Instructions for the task. Among the lines below, which ones contain the word "Pair"? Copy every such line.

(Source records Opens)

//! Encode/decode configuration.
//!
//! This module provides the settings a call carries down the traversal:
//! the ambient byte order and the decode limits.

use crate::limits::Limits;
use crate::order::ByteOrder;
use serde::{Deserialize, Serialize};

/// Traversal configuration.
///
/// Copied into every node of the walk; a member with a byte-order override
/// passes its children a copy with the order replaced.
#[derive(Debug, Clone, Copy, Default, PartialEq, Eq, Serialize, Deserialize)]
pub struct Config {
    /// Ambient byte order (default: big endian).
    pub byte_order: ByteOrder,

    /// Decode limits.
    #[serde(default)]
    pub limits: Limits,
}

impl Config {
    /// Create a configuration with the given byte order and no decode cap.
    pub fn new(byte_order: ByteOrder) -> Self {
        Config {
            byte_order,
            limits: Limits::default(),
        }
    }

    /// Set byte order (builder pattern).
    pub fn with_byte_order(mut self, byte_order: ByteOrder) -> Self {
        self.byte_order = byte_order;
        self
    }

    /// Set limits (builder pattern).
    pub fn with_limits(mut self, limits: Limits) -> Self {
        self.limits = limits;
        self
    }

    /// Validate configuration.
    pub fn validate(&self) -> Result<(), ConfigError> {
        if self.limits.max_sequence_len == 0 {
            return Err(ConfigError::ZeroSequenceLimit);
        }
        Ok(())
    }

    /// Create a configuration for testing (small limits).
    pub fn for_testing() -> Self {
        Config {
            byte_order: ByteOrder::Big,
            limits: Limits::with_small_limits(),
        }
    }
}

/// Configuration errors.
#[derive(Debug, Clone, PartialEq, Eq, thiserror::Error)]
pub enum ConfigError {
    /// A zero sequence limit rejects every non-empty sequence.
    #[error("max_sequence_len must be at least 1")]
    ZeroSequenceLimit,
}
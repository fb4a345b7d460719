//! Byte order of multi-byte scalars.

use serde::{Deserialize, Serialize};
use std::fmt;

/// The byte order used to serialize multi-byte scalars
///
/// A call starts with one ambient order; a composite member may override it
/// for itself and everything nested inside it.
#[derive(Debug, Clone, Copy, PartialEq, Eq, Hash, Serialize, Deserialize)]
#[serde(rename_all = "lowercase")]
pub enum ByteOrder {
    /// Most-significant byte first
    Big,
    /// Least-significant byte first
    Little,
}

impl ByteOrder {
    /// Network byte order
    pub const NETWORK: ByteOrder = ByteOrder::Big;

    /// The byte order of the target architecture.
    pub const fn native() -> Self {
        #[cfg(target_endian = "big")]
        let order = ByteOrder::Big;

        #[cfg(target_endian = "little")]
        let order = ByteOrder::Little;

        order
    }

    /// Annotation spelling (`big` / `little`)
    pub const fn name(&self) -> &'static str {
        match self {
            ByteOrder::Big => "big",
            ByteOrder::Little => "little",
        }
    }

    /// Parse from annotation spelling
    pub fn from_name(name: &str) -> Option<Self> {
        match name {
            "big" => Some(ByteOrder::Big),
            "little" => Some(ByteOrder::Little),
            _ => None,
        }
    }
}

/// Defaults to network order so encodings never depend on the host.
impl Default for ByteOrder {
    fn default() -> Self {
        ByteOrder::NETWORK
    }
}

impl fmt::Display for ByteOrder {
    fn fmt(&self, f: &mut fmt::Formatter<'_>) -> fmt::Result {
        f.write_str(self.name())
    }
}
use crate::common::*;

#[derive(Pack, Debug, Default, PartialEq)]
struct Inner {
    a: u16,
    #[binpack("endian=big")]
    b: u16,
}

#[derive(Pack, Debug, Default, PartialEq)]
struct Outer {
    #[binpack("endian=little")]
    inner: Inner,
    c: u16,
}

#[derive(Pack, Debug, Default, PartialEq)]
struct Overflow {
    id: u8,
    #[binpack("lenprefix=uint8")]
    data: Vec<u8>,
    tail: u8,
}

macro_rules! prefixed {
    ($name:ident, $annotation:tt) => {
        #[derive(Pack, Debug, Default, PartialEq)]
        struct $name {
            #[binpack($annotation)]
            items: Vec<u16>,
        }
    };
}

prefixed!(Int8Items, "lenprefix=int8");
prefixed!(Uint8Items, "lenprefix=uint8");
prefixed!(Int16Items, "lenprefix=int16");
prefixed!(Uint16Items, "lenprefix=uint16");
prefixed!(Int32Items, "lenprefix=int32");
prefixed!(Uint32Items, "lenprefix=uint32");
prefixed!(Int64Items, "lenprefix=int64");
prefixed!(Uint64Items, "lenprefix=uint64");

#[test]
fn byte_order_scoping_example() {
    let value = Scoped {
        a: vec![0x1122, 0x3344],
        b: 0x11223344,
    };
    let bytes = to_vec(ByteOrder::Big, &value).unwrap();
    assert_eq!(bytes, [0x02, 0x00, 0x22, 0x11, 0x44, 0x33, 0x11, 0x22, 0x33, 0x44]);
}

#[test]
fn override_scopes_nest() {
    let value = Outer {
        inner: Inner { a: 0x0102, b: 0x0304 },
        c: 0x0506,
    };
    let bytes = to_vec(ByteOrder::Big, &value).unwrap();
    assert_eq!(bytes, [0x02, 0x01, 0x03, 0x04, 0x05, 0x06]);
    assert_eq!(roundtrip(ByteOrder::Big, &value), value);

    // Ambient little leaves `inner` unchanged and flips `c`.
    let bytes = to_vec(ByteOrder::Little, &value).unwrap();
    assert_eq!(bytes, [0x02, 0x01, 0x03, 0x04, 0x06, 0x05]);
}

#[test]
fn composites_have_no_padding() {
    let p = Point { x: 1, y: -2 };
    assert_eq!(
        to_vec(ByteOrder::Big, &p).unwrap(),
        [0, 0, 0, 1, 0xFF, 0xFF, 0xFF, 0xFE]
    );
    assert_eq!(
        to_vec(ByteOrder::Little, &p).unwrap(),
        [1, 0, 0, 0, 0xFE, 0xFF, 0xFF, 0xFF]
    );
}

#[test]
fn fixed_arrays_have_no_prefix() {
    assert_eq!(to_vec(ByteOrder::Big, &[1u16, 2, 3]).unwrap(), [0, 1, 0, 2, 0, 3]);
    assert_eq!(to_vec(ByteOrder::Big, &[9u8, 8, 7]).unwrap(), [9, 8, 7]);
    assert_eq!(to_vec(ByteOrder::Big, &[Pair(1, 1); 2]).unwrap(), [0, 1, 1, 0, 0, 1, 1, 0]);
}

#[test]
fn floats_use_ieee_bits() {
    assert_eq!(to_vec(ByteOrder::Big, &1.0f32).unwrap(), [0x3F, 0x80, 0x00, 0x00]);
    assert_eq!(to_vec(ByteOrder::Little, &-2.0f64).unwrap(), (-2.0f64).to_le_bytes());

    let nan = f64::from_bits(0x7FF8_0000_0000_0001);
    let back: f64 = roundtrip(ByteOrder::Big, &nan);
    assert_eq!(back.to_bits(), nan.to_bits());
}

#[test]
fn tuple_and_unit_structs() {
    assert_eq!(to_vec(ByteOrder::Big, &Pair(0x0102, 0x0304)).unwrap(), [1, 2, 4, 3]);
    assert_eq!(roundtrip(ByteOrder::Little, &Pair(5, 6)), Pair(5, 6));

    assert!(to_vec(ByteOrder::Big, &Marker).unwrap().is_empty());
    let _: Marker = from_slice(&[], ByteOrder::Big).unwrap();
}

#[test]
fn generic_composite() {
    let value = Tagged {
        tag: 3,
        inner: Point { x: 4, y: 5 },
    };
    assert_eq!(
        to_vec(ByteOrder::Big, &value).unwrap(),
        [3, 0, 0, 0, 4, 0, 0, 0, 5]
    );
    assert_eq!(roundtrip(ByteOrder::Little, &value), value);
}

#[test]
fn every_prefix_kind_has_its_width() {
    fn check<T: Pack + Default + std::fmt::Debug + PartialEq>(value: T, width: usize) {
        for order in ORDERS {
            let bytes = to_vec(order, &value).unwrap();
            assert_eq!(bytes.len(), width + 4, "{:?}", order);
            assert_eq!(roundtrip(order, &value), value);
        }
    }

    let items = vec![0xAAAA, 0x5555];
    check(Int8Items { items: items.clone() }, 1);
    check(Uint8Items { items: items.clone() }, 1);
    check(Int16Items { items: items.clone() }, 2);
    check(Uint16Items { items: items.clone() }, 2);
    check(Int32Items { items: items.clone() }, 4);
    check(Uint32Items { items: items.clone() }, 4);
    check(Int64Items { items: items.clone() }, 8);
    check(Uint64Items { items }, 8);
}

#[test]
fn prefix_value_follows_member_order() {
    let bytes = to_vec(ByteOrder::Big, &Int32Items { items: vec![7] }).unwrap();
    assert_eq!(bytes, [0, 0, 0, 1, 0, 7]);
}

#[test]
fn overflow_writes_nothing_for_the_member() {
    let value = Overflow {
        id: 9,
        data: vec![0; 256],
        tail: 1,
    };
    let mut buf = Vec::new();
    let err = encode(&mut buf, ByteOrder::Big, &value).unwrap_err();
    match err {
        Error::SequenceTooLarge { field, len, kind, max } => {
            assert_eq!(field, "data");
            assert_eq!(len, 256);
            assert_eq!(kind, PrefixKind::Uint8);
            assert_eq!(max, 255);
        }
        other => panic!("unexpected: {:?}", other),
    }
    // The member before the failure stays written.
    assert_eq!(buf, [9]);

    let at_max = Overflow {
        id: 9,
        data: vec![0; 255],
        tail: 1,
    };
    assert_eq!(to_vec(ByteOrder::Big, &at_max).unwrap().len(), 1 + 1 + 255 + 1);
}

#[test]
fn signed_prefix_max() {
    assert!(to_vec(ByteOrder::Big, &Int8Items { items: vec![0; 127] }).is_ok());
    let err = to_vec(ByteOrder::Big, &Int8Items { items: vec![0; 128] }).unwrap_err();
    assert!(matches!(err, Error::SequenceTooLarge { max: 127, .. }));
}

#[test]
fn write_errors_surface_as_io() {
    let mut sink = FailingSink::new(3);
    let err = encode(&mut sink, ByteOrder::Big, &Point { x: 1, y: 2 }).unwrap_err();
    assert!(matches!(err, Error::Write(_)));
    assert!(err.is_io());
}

(Source records Closes)

Response area.
    assert_eq!(to_vec(ByteOrder::Big, &[Pair(1, 1); 2]).unwrap(), [0, 1, 1, 0, 0, 1, 1, 0]);
    assert_eq!(to_vec(ByteOrder::Big, &Pair(0x0102, 0x0304)).unwrap(), [1, 2, 4, 3]);
    assert_eq!(roundtrip(ByteOrder::Little, &Pair(5, 6)), Pair(5, 6));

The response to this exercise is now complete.